In a healthy portfolio, high-growth stocks make up a sizeable portion of the overall mix. And even though it’s a good idea to spread them out in both registered accounts, if you are only going with one, it should be the TFSA. Its accessibility and flexibility make it an ideal place to stash assets that can help you meet your short-term financial goals. Plus, high-growth stocks can help you make up for the opportunity you lose due to TFSA contribution restrictions.
A funeral home and cremation company
Even though it’s headquartered in the U.S., Park Lawn (TSX:PLC) is a Canadian company and the largest one of its kind in the country. Death care is a highly fragmented business by nature, and in North America, most funeral home and cremation companies are privately owned.

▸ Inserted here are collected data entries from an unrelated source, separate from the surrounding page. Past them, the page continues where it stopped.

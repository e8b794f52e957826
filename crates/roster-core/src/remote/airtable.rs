//! Airtable REST client.

use std::time::Duration;

use async_trait::async_trait;
use reqwest::{Method, StatusCode};
use serde::de::DeserializeOwned;
use serde::{Deserialize, Serialize};
use serde_json::json;

use super::{RecordPage, RemoteStore, MAX_BATCH_SIZE};
use crate::config::AirtableConfig;
use crate::models::{
    field_map_to_json, FieldMap, FieldSchema, FieldSpec, RemoteId, StoredRecord, TableId,
    TableSchema,
};
use crate::util::{compact_text, sanitize};
use crate::{Error, Result};

#[derive(Clone)]
pub struct AirtableClient {
    client: reqwest::Client,
    api_url: String,
    base_id: String,
    token: String,
}

impl std::fmt::Debug for AirtableClient {
    fn fmt(&self, formatter: &mut std::fmt::Formatter<'_>) -> std::fmt::Result {
        formatter
            .debug_struct("AirtableClient")
            .field("api_url", &self.api_url)
            .field("base_id", &self.base_id)
            .field("token", &"[REDACTED]")
            .finish()
    }
}

#[derive(Debug, Deserialize)]
struct TablesResponse {
    tables: Vec<TableSchema>,
}

#[derive(Debug, Deserialize)]
struct RecordsResponse {
    records: Vec<StoredRecord>,
    #[serde(default)]
    offset: Option<String>,
}

#[derive(Debug, Deserialize)]
struct DeleteResponse {
    #[serde(default)]
    deleted: bool,
}

#[derive(Debug, Serialize)]
struct CreateTableRequest<'a> {
    name: &'a str,
    fields: &'a [FieldSpec],
}

impl AirtableClient {
    pub fn new(config: &AirtableConfig, timeout: Duration) -> Result<Self> {
        let client = reqwest::Client::builder()
            .timeout(timeout)
            .build()
            .map_err(|error| {
                Error::Config(format!("failed to build HTTP client: {}", sanitize(&error)))
            })?;

        Ok(Self {
            client,
            api_url: config.api_url.trim_end_matches('/').to_string(),
            base_id: config.base_id.clone(),
            token: config.token.clone(),
        })
    }

    fn meta_url(&self, suffix: &str) -> String {
        format!("{}/v0/meta/bases/{}/{suffix}", self.api_url, self.base_id)
    }

    fn table_url(&self, table: &TableId) -> String {
        format!(
            "{}/v0/{}/{}",
            self.api_url,
            self.base_id,
            urlencoding::encode(table.as_str())
        )
    }

    async fn send<T: DeserializeOwned>(
        &self,
        operation: &str,
        method: Method,
        url: &str,
        body: Option<serde_json::Value>,
    ) -> Result<T> {
        let mut request = self
            .client
            .request(method, url)
            .bearer_auth(&self.token)
            .header("Accept", "application/json");
        if let Some(body) = body {
            request = request.json(&body);
        }

        let response = request.send().await.map_err(|error| {
            Error::transport(format!("{operation} request failed: {}", sanitize(&error)))
        })?;

        if !response.status().is_success() {
            let status = response.status();
            let body = response.text().await.unwrap_or_default();
            return Err(Error::transport(format!(
                "{operation} failed: {}",
                parse_api_error(status, &body)
            )));
        }

        response.json::<T>().await.map_err(|error| {
            Error::transport(format!(
                "{operation} returned an unreadable payload: {}",
                sanitize(&error)
            ))
        })
    }
}

#[async_trait]
impl RemoteStore for AirtableClient {
    async fn list_tables(&self) -> Result<Vec<TableSchema>> {
        let response: TablesResponse = self
            .send("list tables", Method::GET, &self.meta_url("tables"), None)
            .await?;
        Ok(response.tables)
    }

    async fn create_table(&self, name: &str, fields: &[FieldSpec]) -> Result<TableSchema> {
        let body = serde_json::to_value(CreateTableRequest { name, fields })?;
        self.send(
            "create table",
            Method::POST,
            &self.meta_url("tables"),
            Some(body),
        )
        .await
    }

    async fn create_field(&self, table: &TableId, field: &FieldSpec) -> Result<FieldSchema> {
        let url = self.meta_url(&format!(
            "tables/{}/fields",
            urlencoding::encode(table.as_str())
        ));
        let body = serde_json::to_value(field)?;
        self.send("create field", Method::POST, &url, Some(body))
            .await
    }

    async fn list_records(&self, table: &TableId, offset: Option<&str>) -> Result<RecordPage> {
        let mut url = self.table_url(table);
        if let Some(offset) = offset {
            url.push_str("?offset=");
            url.push_str(&urlencoding::encode(offset));
        }
        let response: RecordsResponse = self
            .send("list records", Method::GET, &url, None)
            .await?;
        Ok(RecordPage {
            records: response.records,
            offset: response.offset,
        })
    }

    async fn create_records(
        &self,
        table: &TableId,
        records: &[FieldMap],
    ) -> Result<Vec<StoredRecord>> {
        check_batch_size(records.len())?;
        let records = records
            .iter()
            .map(|fields| json!({ "fields": field_map_to_json(fields) }))
            .collect::<Vec<_>>();
        let response: RecordsResponse = self
            .send(
                "create records",
                Method::POST,
                &self.table_url(table),
                Some(json!({ "records": records })),
            )
            .await?;
        Ok(response.records)
    }

    async fn update_records(
        &self,
        table: &TableId,
        records: &[(RemoteId, FieldMap)],
    ) -> Result<Vec<StoredRecord>> {
        check_batch_size(records.len())?;
        let records = records
            .iter()
            .map(|(id, fields)| json!({ "id": id, "fields": field_map_to_json(fields) }))
            .collect::<Vec<_>>();
        let response: RecordsResponse = self
            .send(
                "update records",
                Method::PATCH,
                &self.table_url(table),
                Some(json!({ "records": records })),
            )
            .await?;
        Ok(response.records)
    }

    async fn delete_record(&self, table: &TableId, record: &RemoteId) -> Result<()> {
        let url = format!(
            "{}/{}",
            self.table_url(table),
            urlencoding::encode(record.as_str())
        );
        let response: DeleteResponse = self
            .send("delete record", Method::DELETE, &url, None)
            .await?;
        if response.deleted {
            Ok(())
        } else {
            Err(Error::transport(format!(
                "delete record {record} was not acknowledged"
            )))
        }
    }
}

fn check_batch_size(len: usize) -> Result<()> {
    if len > MAX_BATCH_SIZE {
        return Err(Error::InvalidInput(format!(
            "batch of {len} records exceeds the limit of {MAX_BATCH_SIZE}"
        )));
    }
    Ok(())
}

/// Airtable reports errors as `{"error": {"type": ..., "message": ...}}` or
/// `{"error": "NOT_FOUND"}`.
fn parse_api_error(status: StatusCode, body: &str) -> String {
    if let Ok(payload) = serde_json::from_str::<serde_json::Value>(body) {
        let error = &payload["error"];
        let message = error["message"]
            .as_str()
            .or_else(|| error["type"].as_str())
            .or_else(|| error.as_str());
        if let Some(message) = message {
            return format!("{} ({})", message.trim(), status.as_u16());
        }
    }

    let trimmed = compact_text(body);
    if trimmed.is_empty() {
        format!("HTTP {}", status.as_u16())
    } else {
        format!("{} ({})", trimmed, status.as_u16())
    }
}

#[cfg(test)]
mod tests {
    use super::*;

    fn config() -> AirtableConfig {
        AirtableConfig {
            api_url: "https://api.airtable.com/".to_string(),
            base_id: "appBase".to_string(),
            token: "secret".to_string(),
        }
    }

    #[test]
    fn urls_follow_airtable_layout() {
        let client = AirtableClient::new(&config(), Duration::from_secs(5)).unwrap();
        assert_eq!(
            client.meta_url("tables"),
            "https://api.airtable.com/v0/meta/bases/appBase/tables"
        );
        assert_eq!(
            client.table_url(&TableId("tbl 1".to_string())),
            "https://api.airtable.com/v0/appBase/tbl%201"
        );
    }

    #[test]
    fn debug_redacts_token() {
        let client = AirtableClient::new(&config(), Duration::from_secs(5)).unwrap();
        let debug = format!("{client:?}");
        assert!(!debug.contains("secret"));
        assert!(debug.contains("[REDACTED]"));
    }

    #[test]
    fn parse_api_error_reads_nested_message() {
        let body = r#"{"error": {"type": "INVALID_REQUEST_UNKNOWN", "message": "Invalid request"}}"#;
        assert_eq!(
            parse_api_error(StatusCode::UNPROCESSABLE_ENTITY, body),
            "Invalid request (422)"
        );
    }

    #[test]
    fn parse_api_error_reads_flat_error_and_empty_body() {
        assert_eq!(
            parse_api_error(StatusCode::NOT_FOUND, r#"{"error": "NOT_FOUND"}"#),
            "NOT_FOUND (404)"
        );
        assert_eq!(
            parse_api_error(StatusCode::TOO_MANY_REQUESTS, ""),
            "HTTP 429"
        );
    }

    #[test]
    fn batch_size_is_capped() {
        assert!(check_batch_size(10).is_ok());
        assert!(check_batch_size(11).is_err());
    }

    #[test]
    fn records_response_parses_offset() {
        let payload = r#"{"records": [{"id": "rec1", "fields": {"Id": "U1"}}], "offset": "itr/rec1"}"#;
        let response: RecordsResponse = serde_json::from_str(payload).unwrap();
        assert_eq!(response.records.len(), 1);
        assert_eq!(response.offset.as_deref(), Some("itr/rec1"));
    }
}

Park Lawn is among the few publicly traded companies in this arena. Since it’s in both funeral homes and cremation centres, it’s well positioned to absorb the shift from conventional burials to cremation that’s rapidly taking place in North America.
Park Lawn is a very consistent growth stock, and its 10-year CAGR of 19.9% far outstrips the broad market. Its competitive edge and a modestly high valuation are strong endorsements of the sustainability of the current growth rate long term.
A real estate company
Colliers International Group (TSX:CIGI)(NASDAQ:CIGI) has been around for almost half a century. It has a diverse operational model which falls into two major business categories: investment management and professional services. The company has managed over two billion square feet and has about $51 billion worth of assets under management.
The company also has an impressive international presence as it operates in 62 countries. Its professional service portfolio is just as impressive, and it caters to investors, landlords, and tenants. The stock’s growth in the last decade has been quite impressive to say the least. Its 10-year CAGR of 25% (if the company can sustain that pace) can grow your TFSA capital by over five times within a decade.
A cargo company
Cargo transportation has become a very attractive business in the last few years, thanks to the advents of e-commerce. This makes a stock like Cargojet (TSX:CJT), the premier air cargo choice in the country, especially for time-sensitive cargo — a smart holding. And the business model is not the only promising aspect of this investment. Its performance has been off the charts as well, and the 10-year CAGR of 37.5% is among the highest on the TSX.
Currently, the stock is going through the normalization/correction phase that many other stocks went through after their rapid post-pandemic rise. It’s trading at about two-thirds of the 2020 peak price and is more attractively valued than it has been for ages. We have yet to see whether the current upward movement of the stock is permanent or temporary.
Foolish takeaway
Different investors have different bars for high growth. But if you also want a predictable and relatively stable growth stock, you may have to compromise on pace. The three growth stocks above offer a powerful combination of pace, reliability, and stability.